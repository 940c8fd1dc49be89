use ner_export::{Error, Result};
use tokenizers::decoders::wordpiece::WordPiece as WordPieceDecoder;
use tokenizers::models::bpe::Vocab;
use tokenizers::models::wordpiece::WordPiece;
use tokenizers::normalizers::BertNormalizer;
use tokenizers::pre_tokenizers::bert::BertPreTokenizer;
use tokenizers::processors::template::TemplateProcessing;
use tokenizers::{
    AddedToken, PaddingDirection, Tokenizer as CoreTokenizer,
    TokenizerBuilder as CoreTokenizerBuilder,
};

use crate::config::TokenizerConfig;
use crate::from_pretrained::{SpecialTokenName, TokenizerInfo};
use crate::impl_tokenizer;
use crate::tokenizer::{Tokenizer, TokenizerBuilder};

const BERT_MAX_LENGTH: usize = 512;
const BERT_CLS_TOKEN: &str = "[CLS]";
const BERT_MASK_TOKEN: &str = "[MASK]";
const BERT_PAD_TOKEN: &str = "[PAD]";
const BERT_SEP_TOKEN: &str = "[SEP]";
const BERT_UNK_TOKEN: &str = "[UNK]";

/// BertTokenizer
#[derive(Debug)]
pub struct BertTokenizer {
    tokenizer: CoreTokenizer,
    config: TokenizerConfig,
    padding_side: PaddingDirection,
    max_length: usize,
    cls_token: Option<String>,
    mask_token: Option<String>,
    pad_token: Option<String>,
    sep_token: Option<String>,
    unk_token: Option<String>,
}

impl_tokenizer!(BertTokenizer, "BertTokenizer");

/// `BertTokenizer` builder.
pub struct BertTokenizerBuilder {
    tokenizer_info: TokenizerInfo,
}

impl BertTokenizerBuilder {
    fn special_token(&self, name: SpecialTokenName, default: &str) -> String {
        self.tokenizer_info
            .get_special_token(name)
            .unwrap_or_else(|| default.to_string())
    }

    fn build_normalizer(&self, config: &TokenizerConfig) -> BertNormalizer {
        BertNormalizer::new(
            true,
            config.tokenize_chinese_chars.unwrap_or(true),
            config.strip_accents,
            config.do_lower_case.unwrap_or(true),
        )
    }

    fn build_model(&self, vocab: Vocab, unk_token: String) -> Result<WordPiece> {
        WordPiece::builder()
            .vocab(vocab)
            .unk_token(unk_token)
            .continuing_subword_prefix("##".to_string())
            .max_input_chars_per_word(100)
            .build()
            .map_err(|e| Error::TokenizerBuildError(e.to_string()))
    }

    fn build_post_processor(
        &self,
        sep_token: (String, u32),
        cls_token: (String, u32),
    ) -> Result<TemplateProcessing> {
        TemplateProcessing::builder()
            .try_single(format!("{} $A {}", cls_token.0, sep_token.0))
            .map_err(Error::TokenizerBuildError)?
            .try_pair(format!(
                "{} $A:0 {} $B:1 {}:1",
                cls_token.0, sep_token.0, sep_token.0
            ))
            .map_err(Error::TokenizerBuildError)?
            .special_tokens(vec![cls_token, sep_token])
            .build()
            .map_err(|e| Error::TokenizerBuildError(e.to_string()))
    }
}

impl TokenizerBuilder<BertTokenizer> for BertTokenizerBuilder {
    fn new(tokenizer_info: TokenizerInfo) -> Self {
        BertTokenizerBuilder { tokenizer_info }
    }

    fn get_tokenizer_info(&self) -> &TokenizerInfo {
        &self.tokenizer_info
    }

    fn build_tokenizer(&mut self) -> Result<CoreTokenizer> {
        let tokenizer_config = self
            .tokenizer_info
            .config
            .as_ref()
            .ok_or(Error::TokenizerMissingConfig)?;
        let normalizer = self.build_normalizer(tokenizer_config);

        let cls_token = self.special_token(SpecialTokenName::Cls, BERT_CLS_TOKEN);
        let sep_token = self.special_token(SpecialTokenName::Sep, BERT_SEP_TOKEN);
        let unk_token = self.special_token(SpecialTokenName::Unk, BERT_UNK_TOKEN);
        let special_tokens: Vec<AddedToken> = [
            cls_token.clone(),
            self.special_token(SpecialTokenName::Mask, BERT_MASK_TOKEN),
            self.special_token(SpecialTokenName::Pad, BERT_PAD_TOKEN),
            sep_token.clone(),
            unk_token.clone(),
        ]
        .into_iter()
        .map(|token| AddedToken::from(token, true))
        .collect();

        let vocab = self.tokenizer_info.vocab.take().ok_or_else(|| {
            Error::TokenizerBuildError("Cannot build BertTokenizer without 'vocab.txt'.".to_string())
        })?;
        let cls_token_id = *vocab
            .get(&cls_token)
            .ok_or_else(|| Error::MissingSpecialTokenId(cls_token.clone()))?;
        let sep_token_id = *vocab
            .get(&sep_token)
            .ok_or_else(|| Error::MissingSpecialTokenId(sep_token.clone()))?;

        let post_processor =
            self.build_post_processor((sep_token, sep_token_id), (cls_token, cls_token_id))?;

        let mut tokenizer: CoreTokenizer = CoreTokenizerBuilder::new()
            .with_model(self.build_model(vocab, unk_token)?)
            .with_normalizer(Some(normalizer))
            .with_pre_tokenizer(Some(BertPreTokenizer))
            .with_post_processor(Some(post_processor))
            .with_decoder(Some(WordPieceDecoder::new("##".to_string(), true)))
            .build()
            .map_err(|e| Error::TokenizerBuildError(e.to_string()))?
            .into();
        tokenizer.add_special_tokens(&special_tokens);

        Ok(tokenizer)
    }

    fn build_with_tokenizer(&self, tokenizer: CoreTokenizer) -> Result<BertTokenizer> {
        let config = self.tokenizer_info.get_config().cloned().unwrap_or_default();
        let max_length = config.model_max_length.unwrap_or(BERT_MAX_LENGTH);

        Ok(BertTokenizer {
            tokenizer,
            config,
            padding_side: PaddingDirection::Right,
            max_length,
            cls_token: Some(self.special_token(SpecialTokenName::Cls, BERT_CLS_TOKEN)),
            mask_token: Some(self.special_token(SpecialTokenName::Mask, BERT_MASK_TOKEN)),
            pad_token: Some(self.special_token(SpecialTokenName::Pad, BERT_PAD_TOKEN)),
            sep_token: Some(self.special_token(SpecialTokenName::Sep, BERT_SEP_TOKEN)),
            unk_token: Some(self.special_token(SpecialTokenName::Unk, BERT_UNK_TOKEN)),
        })
    }
}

* * * *

*Instructions for the task*: After reading the records above, transcribe them verbatim.

*Exercise answer*:
repository 940c8fd1dc49be89
use ner_export::{Error, Result};
use tokenizers::decoders::wordpiece::WordPiece as WordPieceDecoder;
use tokenizers::models::bpe::Vocab;
use tokenizers::models::wordpiece::WordPiece;
use tokenizers::normalizers::BertNormalizer;
use tokenizers::pre_tokenizers::bert::BertPreTokenizer;
use tokenizers::processors::template::TemplateProcessing;
use tokenizers::{
    AddedToken, PaddingDirection, Tokenizer as CoreTokenizer,
    TokenizerBuilder as CoreTokenizerBuilder,
};

use crate::config::TokenizerConfig;
use crate::from_pretrained::{SpecialTokenName, TokenizerInfo};
use crate::impl_tokenizer;
use crate::tokenizer::{Tokenizer, TokenizerBuilder};

const BERT_MAX_LENGTH: usize = 512;
const BERT_CLS_TOKEN: &str = "[CLS]";
const BERT_MASK_TOKEN: &str = "[MASK]";
const BERT_PAD_TOKEN: &str = "[PAD]";
const BERT_SEP_TOKEN: &str = "[SEP]";
const BERT_UNK_TOKEN: &str = "[UNK]";

/// BertTokenizer
#[derive(Debug)]
pub struct BertTokenizer {
    tokenizer: CoreTokenizer,
    config: TokenizerConfig,
    padding_side: PaddingDirection,
    max_length: usize,
    cls_token: Option<String>,
    mask_token: Option<String>,
    pad_token: Option<String>,
    sep_token: Option<String>,
    unk_token: Option<String>,
}

impl_tokenizer!(BertTokenizer, "BertTokenizer");

/// `BertTokenizer` builder.
pub struct BertTokenizerBuilder {
    tokenizer_info: TokenizerInfo,
}

impl BertTokenizerBuilder {
    fn special_token(&self, name: SpecialTokenName, default: &str) -> String {
        self.tokenizer_info
            .get_special_token(name)
            .unwrap_or_else(|| default.to_string())
    }

    fn build_normalizer(&self, config: &TokenizerConfig) -> BertNormalizer {
        BertNormalizer::new(
            true,
            config.tokenize_chinese_chars.unwrap_or(true),
            config.strip_accents,
            config.do_lower_case.unwrap_or(true),
        )
    }

    fn build_model(&self, vocab: Vocab, unk_token: String) -> Result<WordPiece> {
        WordPiece::builder()
            .vocab(vocab)
            .unk_token(unk_token)
            .continuing_subword_prefix("##".to_string())
            .max_input_chars_per_word(100)
            .build()
            .map_err(|e| Error::TokenizerBuildError(e.to_string()))
    }

    fn build_post_processor(
        &self,
        sep_token: (String, u32),
        cls_token: (String, u32),
    ) -> Result<TemplateProcessing> {
        TemplateProcessing::builder()
            .try_single(format!("{} $A {}", cls_token.0, sep_token.0))
            .map_err(Error::TokenizerBuildError)?
            .try_pair(format!(
                "{} $A:0 {} $B:1 {}:1",
                cls_token.0, sep_token.0, sep_token.0
            ))
            .map_err(Error::TokenizerBuildError)?
            .special_tokens(vec![cls_token, sep_token])
            .build()
            .map_err(|e| Error::TokenizerBuildError(e.to_string()))
    }
}

impl TokenizerBuilder<BertTokenizer> for BertTokenizerBuilder {
    fn new(tokenizer_info: TokenizerInfo) -> Self {
        BertTokenizerBuilder { tokenizer_info }
    }

    fn get_tokenizer_info(&self) -> &TokenizerInfo {
        &self.tokenizer_info
    }

    fn build_tokenizer(&mut self) -> Result<CoreTokenizer> {
        let tokenizer_config = self
            .tokenizer_info
            .config
            .as_ref()
            .ok_or(Error::TokenizerMissingConfig)?;
        let normalizer = self.build_normalizer(tokenizer_config);

        let cls_token = self.special_token(SpecialTokenName::Cls, BERT_CLS_TOKEN);
        let sep_token = self.special_token(SpecialTokenName::Sep, BERT_SEP_TOKEN);
        let unk_token = self.special_token(SpecialTokenName::Unk, BERT_UNK_TOKEN);
        let special_tokens: Vec<AddedToken> = [
            cls_token.clone(),
            self.special_token(SpecialTokenName::Mask, BERT_MASK_TOKEN),
            self.special_token(SpecialTokenName::Pad, BERT_PAD_TOKEN),
            sep_token.clone(),
            unk_token.clone(),
        ]
        .into_iter()
        .map(|token| AddedToken::from(token, true))
        .collect();

        let vocab = self.tokenizer_info.vocab.take().ok_or_else(|| {
            Error::TokenizerBuildError("Cannot build BertTokenizer without 'vocab.txt'.".to_string())
        })?;
        let cls_token_id = *vocab
            .get(&cls_token)
            .ok_or_else(|| Error::MissingSpecialTokenId(cls_token.clone()))?;
        let sep_token_id = *vocab
            .get(&sep_token)
            .ok_or_else(|| Error::MissingSpecialTokenId(sep_token.clone()))?;

        let post_processor =
            self.build_post_processor((sep_token, sep_token_id), (cls_token, cls_token_id))?;

        let mut tokenizer: CoreTokenizer = CoreTokenizerBuilder::new()
            .with_model(self.build_model(vocab, unk_token)?)
            .with_normalizer(Some(normalizer))
            .with_pre_tokenizer(Some(BertPreTokenizer))
            .with_post_processor(Some(post_processor))
            .with_decoder(Some(WordPieceDecoder::new("##".to_string(), true)))
            .build()
            .map_err(|e| Error::TokenizerBuildError(e.to_string()))?
            .into();
        tokenizer.add_special_tokens(&special_tokens);

        Ok(tokenizer)
    }

    fn build_with_tokenizer(&self, tokenizer: CoreTokenizer) -> Result<BertTokenizer> {
        let config = self.tokenizer_info.get_config().cloned().unwrap_or_default();
        let max_length = config.model_max_length.unwrap_or(BERT_MAX_LENGTH);

        Ok(BertTokenizer {
            tokenizer,
            config,
            padding_side: PaddingDirection::Right,
            max_length,
            cls_token: Some(self.special_token(SpecialTokenName::Cls, BERT_CLS_TOKEN)),
            mask_token: Some(self.special_token(SpecialTokenName::Mask, BERT_MASK_TOKEN)),
            pad_token: Some(self.special_token(SpecialTokenName::Pad, BERT_PAD_TOKEN)),
            sep_token: Some(self.special_token(SpecialTokenName::Sep, BERT_SEP_TOKEN)),
            unk_token: Some(self.special_token(SpecialTokenName::Unk, BERT_UNK_TOKEN)),
        })
    }
}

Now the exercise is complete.